Edsurge announced in July that it had received grants from the Gates Foundation and from the Chan Zuckerberg Initiative totaling $1.45 million. And in December, the media company announced it had raised $2.5 million in venture capital.
The latter brings the total of its venture funding to $8.2 million (according to Crunchbase); it’s taken in almost $7 million in grants from the Gates Foundation alone.
(Disclosure: I get about $1000 a month from Patreon supporters. And you wonder why I can’t do this any more.)
Edsurge often claims that the money it’s raised does not shape its coverage – something about “full editorial control.” But the grant money clearly supports research and writing on specific topics – personalized learning and the “whole child” in the case of the CZI funds. Edsurge’s assertions about its independence seem like half-truths at best.

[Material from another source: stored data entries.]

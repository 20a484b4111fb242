use chrono::{DateTime, NaiveDate, NaiveDateTime, Timelike};

/// Formats tried, in order, for timestamps without an offset.
const NAIVE_FORMATS: &[&str] = &[
    "%Y-%m-%dT%H:%M:%S%.f",
    "%Y-%m-%d %H:%M:%S%.f",
    "%Y-%m-%dT%H:%M",
    "%Y-%m-%d %H:%M",
    "%m/%d/%Y %H:%M:%S",
    "%m/%d/%Y %H:%M",
];

const DATE_FORMATS: &[&str] = &["%Y-%m-%d", "%m/%d/%Y"];

/// Smallest number treated as Unix epoch seconds (2001-09-09).
const MIN_EPOCH_SECONDS: i64 = 1_000_000_000;

/// Parse a best-effort timestamp into its wall-clock hour (0-23).
///
/// Timestamps with an offset keep the hour as written rather than being
/// shifted to UTC. Date-only values fall on hour 0 and bare integers are read
/// as Unix epoch seconds (UTC).
pub fn hour_of(timestamp: &str) -> Option<u32> {
    let timestamp = timestamp.trim();
    if timestamp.is_empty() {
        return None;
    }

    if let Ok(dt) = DateTime::parse_from_rfc3339(timestamp) {
        return Some(dt.hour());
    }
    if let Ok(dt) = DateTime::parse_from_rfc2822(timestamp) {
        return Some(dt.hour());
    }
    // Offsets without a colon, e.g. 2024-01-01T10:00:00+0000
    if let Ok(dt) = DateTime::parse_from_str(timestamp, "%Y-%m-%dT%H:%M:%S%.f%z") {
        return Some(dt.hour());
    }
    if let Ok(dt) = DateTime::parse_from_str(timestamp, "%Y-%m-%d %H:%M:%S%.f%z") {
        return Some(dt.hour());
    }
    // Trailing UTC designators that RFC 3339 parsing rejects
    if let Some(naive) = timestamp
        .strip_suffix(" UTC")
        .or_else(|| timestamp.strip_suffix('Z'))
        && let Some(hour) = naive_hour(naive)
    {
        return Some(hour);
    }
    if let Some(hour) = naive_hour(timestamp) {
        return Some(hour);
    }
    if DATE_FORMATS
        .iter()
        .any(|format| NaiveDate::parse_from_str(timestamp, format).is_ok())
    {
        return Some(0);
    }

    timestamp
        .parse::<i64>()
        .ok()
        .filter(|seconds| *seconds >= MIN_EPOCH_SECONDS)
        .and_then(|seconds| DateTime::from_timestamp(seconds, 0))
        .map(|dt| dt.hour())
}

fn naive_hour(timestamp: &str) -> Option<u32> {
    NAIVE_FORMATS
        .iter()
        .find_map(|format| NaiveDateTime::parse_from_str(timestamp, format).ok())
        .map(|dt| dt.hour())
}
// Utility functions module
pub mod format;
pub mod timestamp;

// Re-export for easy access
pub use format::*;
pub use timestamp::hour_of;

Moreover, Edsurge runs sponsored articles on a regular basis (rarely marking these as such when they’re shared through social media or read through RSS feeds). This year, Edsurge published articles sponsored by Course Hero, Espark Learning, Metaverse, Zspace, Peergrade, OpenStax, UNC School of Education, Kiddom, Practice Labs, Salesforce, Massmutual Foundation, Dadaabc, the McGraw Hill Prize in Education, Screencast-o-matic, Newsela, Learnlaunch, D2L, Empatico, Classlink, Classcraft, Digital Promise, First, Covitality, Intuit Education, Magicears, Rethink Ed, Really Good Stuff, Woot Math, Edmentum, Knowledgeworks, the Chan Zuckerberg Initiative, Reading Plus, Amazon Web Services, IMS Global Learning Consortium, Oneder, Microsoft, Vivi, Plagiarismcheck, Google, Gutenberg Technology, Advanced and Measured Progress, Achieve3000 Inc, Kami, Digitaled, and Discovery Education.
Some weeks, almost half the content on Edsurge was sponsored content.

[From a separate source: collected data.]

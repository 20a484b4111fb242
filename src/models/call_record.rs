use serde::{Deserialize, Serialize};

/// One normalized LLM invocation, whatever layout it was read from.
#[derive(Debug, Clone, PartialEq, Serialize, Deserialize)]
pub struct CallRecord {
    pub timestamp: String,
    pub model: String,
    pub input_tokens: u64,
    pub output_tokens: u64,
    pub thinking_tokens: u64,
    pub cost: f64,
    #[serde(default, skip_serializing_if = "Option::is_none")]
    pub latency_ms: Option<f64>,
    /// Set when the layout carries no model column and `model` is an assumption.
    #[serde(default, skip_serializing_if = "std::ops::Not::not")]
    pub model_assumed: bool,
}

impl CallRecord {
    pub fn new(timestamp: impl Into<String>, model: impl Into<String>) -> Self {
        Self {
            timestamp: timestamp.into(),
            model: model.into(),
            input_tokens: 0,
            output_tokens: 0,
            thinking_tokens: 0,
            cost: 0.0,
            latency_ms: None,
            model_assumed: false,
        }
    }

    pub fn with_tokens(mut self, input_tokens: u64, output_tokens: u64) -> Self {
        self.input_tokens = input_tokens;
        self.output_tokens = output_tokens;
        self
    }

    pub fn with_cost(mut self, cost: f64) -> Self {
        self.cost = cost;
        self
    }
}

That’s hardly independence. Rather, that is crafting and repeating the narratives about “the future of education” that the industry and investors want told.
With its latest fundraise this month, Edsurge says that it is again changing its mission. (It’s done so several times in the past with, for example, a brief focus on selling schools procurement services.) The latest version has something to do with writing about “the future of learning. (And that is just perfect because the ed-tech industry continues to be so roundly ignorant of its history. I can continue to focus on “the history of the future of learning” to help people understand what’s actually going on and why, with a much more critical context, rather than paying attention to the weekly parade of sponsored stories, marketing, and mythmaking. Anyway...)
It is worth noting that Edsurge’s investors are some of the most active investors in ed-tech – that is, in “the future of learning” taking shape in a particular way. (You can see the full list of its financial backers here.) Edsurge shares investors with companies like ClassDojo, AltSchool, and Coursera, for starters.
With the latest funding round, Edsurge added two Chinese investors: TAL Education and JMD.edu, the former a giant test prep company (which was accused this year of financial fraud) and the latter an education media company. (TAL Education’s other education investments include Knewton and Singularity University to give you an idea about the mind-reading robots that it bets might be “the future.”)
It’s hardly a surprise that Edsurge has sought to tap into the rapidly growing Chinese education market. The largest investments in ed-tech this year were all in Chinese companies.
The vast majority of that money went Chinese tutoring companies. (That is to say, to test prep companies.) And remember: tutoring, by offloading education to parents (rather than to publicly-funded schools), exacerbates inequality. Nevertheless, tutoring has long been trotted out as the very best kind of teaching scenario by education reformers and industry types. (Thanks, Benjamin Bloom.) The “future of learning” as personalized learning – the narrative that the Chan Zuckerberg Initiative and others are paying Edsurge to spread – relies very much on a technological model of computer-based “tutoring.” That is to say, on test prep.
The “future of learning” in China – indeed the future of Chinese society more broadly – also seems to be deeply intertwined with the future of surveillance. “Smart uniforms” to track students. Facial recognition cameras to gauge their attentiveness and comprehension. An “all-seeing credit score system” that ascertains who is trustworthy, who has access to housing and healthcare, who can apply to certain schools and certain jobs.